SUPPLIED RECORDS below:
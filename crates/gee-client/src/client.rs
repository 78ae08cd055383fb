//! Typed endpoint methods, one per backend capability.

use serde::de::DeserializeOwned;
use serde_json::Value;

use crate::config::ClientConfig;
use crate::error::{ApiResult, ClientError};
use crate::models::{
    HealthStatus, LandcoverRequest, LandcoverResponse, RegionLevel, VegetationRequest,
    VegetationResponse,
};
use crate::retry::RetryingTransport;
use crate::transport::{ApiRequest, HttpTransport, Transport};

/// Transport stack used in production: reqwest with retries.
pub type DefaultTransport = RetryingTransport<HttpTransport>;

/// Client for the GEE analysis backend.
pub struct GeeClient<T = DefaultTransport> {
    transport: T,
}

impl GeeClient<DefaultTransport> {
    /// Build the production client. Retries apply to every endpoint.
    pub fn from_config(config: &ClientConfig) -> ApiResult<Self> {
        let http = HttpTransport::new(config)?;
        Ok(Self::new(RetryingTransport::new(http, config.retry_policy())))
    }
}

impl<T: Transport> GeeClient<T> {
    pub fn new(transport: T) -> Self {
        Self { transport }
    }

    pub fn transport(&self) -> &T {
        &self.transport
    }

    async fn send_typed<R: DeserializeOwned>(&self, request: ApiRequest) -> ApiResult<R> {
        let value = self.transport.send(request).await?;
        serde_json::from_value(value).map_err(ClientError::from)
    }

    /// GET /health
    pub async fn health(&self) -> ApiResult<HealthStatus> {
        self.send_typed(ApiRequest::get("/health")).await
    }

    /// GET /regions/provinces
    pub async fn provinces(&self) -> ApiResult<Value> {
        self.transport.send(ApiRequest::get("/regions/provinces")).await
    }

    /// GET /regions/cities?province_code=X
    pub async fn cities(&self, province_code: &str) -> ApiResult<Value> {
        let request = ApiRequest::get("/regions/cities").with_query("province_code", province_code);
        self.transport.send(request).await
    }

    /// GET /regions/geometry?endpoint=E&code=C
    pub async fn geometry(&self, level: RegionLevel, code: &str) -> ApiResult<Value> {
        let request = ApiRequest::get("/regions/geometry")
            .with_query("endpoint", level.endpoint())
            .with_query("code", code);
        self.transport.send(request).await
    }

    /// POST /analyze/vegetation
    pub async fn analyze_vegetation(
        &self,
        request: &VegetationRequest,
    ) -> ApiResult<VegetationResponse> {
        let body = serde_json::to_value(request)?;
        self.send_typed(ApiRequest::post("/analyze/vegetation", body))
            .await
    }

    /// POST /analyze/landcover
    pub async fn analyze_landcover(
        &self,
        request: &LandcoverRequest,
    ) -> ApiResult<LandcoverResponse> {
        let body = serde_json::to_value(request)?;
        self.send_typed(ApiRequest::post("/analyze/landcover", body))
            .await
    }

    /// POST /timeseries with caller-supplied parameters
    pub async fn timeseries(&self, params: Value) -> ApiResult<Value> {
        self.transport.send(ApiRequest::post("/timeseries", params)).await
    }

    /// POST /export with caller-supplied parameters. Each call starts a
    /// backend task, so it is never resent after a timeout.
    pub async fn export(&self, params: Value) -> ApiResult<Value> {
        self.transport
            .send(ApiRequest::post("/export", params).non_idempotent())
            .await
    }
}
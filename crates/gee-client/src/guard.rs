//! Per-operation re-entrancy guard.
//!
//! At most one invocation of each [`OperationKind`] is outstanding at a
//! time. A second invocation is rejected rather than queued.

use std::collections::HashSet;
use std::sync::{Arc, Mutex, MutexGuard};

/// User-triggerable operations.
#[derive(Debug, Clone, Copy, PartialEq, Eq, Hash)]
pub enum OperationKind {
    HealthCheck,
    LoadProvinces,
    LoadCities,
    LoadRegion,
    Vegetation,
    Landcover,
    CompleteAnalysis,
    TimeSeries,
    Export,
    Download,
}

impl OperationKind {
    pub fn label(&self) -> &'static str {
        match self {
            OperationKind::HealthCheck => "Health check",
            OperationKind::LoadProvinces => "Province loading",
            OperationKind::LoadCities => "City loading",
            OperationKind::LoadRegion => "Region loading",
            OperationKind::Vegetation => "Vegetation analysis",
            OperationKind::Landcover => "Land cover analysis",
            OperationKind::CompleteAnalysis => "Complete analysis",
            OperationKind::TimeSeries => "Time series analysis",
            OperationKind::Export => "Export",
            OperationKind::Download => "Download",
        }
    }
}

/// Tracks which operations are in flight.
#[derive(Debug, Clone, Default)]
pub struct OperationGuard {
    active: Arc<Mutex<HashSet<OperationKind>>>,
}

impl OperationGuard {
    pub fn new() -> Self {
        Self::default()
    }

    fn lock(&self) -> MutexGuard<'_, HashSet<OperationKind>> {
        // The set stays consistent even if a holder panicked
        self.active.lock().unwrap_or_else(|e| e.into_inner())
    }

    /// Claim `kind`. Returns `None` while another claim on it is alive.
    pub fn try_begin(&self, kind: OperationKind) -> Option<OperationTicket> {
        if self.lock().insert(kind) {
            Some(OperationTicket {
                kind,
                active: Arc::clone(&self.active),
            })
        } else {
            None
        }
    }

    pub fn is_active(&self, kind: OperationKind) -> bool {
        self.lock().contains(&kind)
    }
}

/// Releases its operation kind when dropped.
#[derive(Debug)]
pub struct OperationTicket {
    kind: OperationKind,
    active: Arc<Mutex<HashSet<OperationKind>>>,
}

impl OperationTicket {
    pub fn kind(&self) -> OperationKind {
        self.kind
    }
}

impl Drop for OperationTicket {
    fn drop(&mut self) {
        let mut active = self.active.lock().unwrap_or_else(|e| e.into_inner());
        active.remove(&self.kind);
    }
}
End of SUPPLIED RECORDS.
* _PROBLEM_: Would you report every line of the entries above containing the word "Download"?

* _FINAL ANSWER_:
    Download,
            OperationKind::Download => "Download",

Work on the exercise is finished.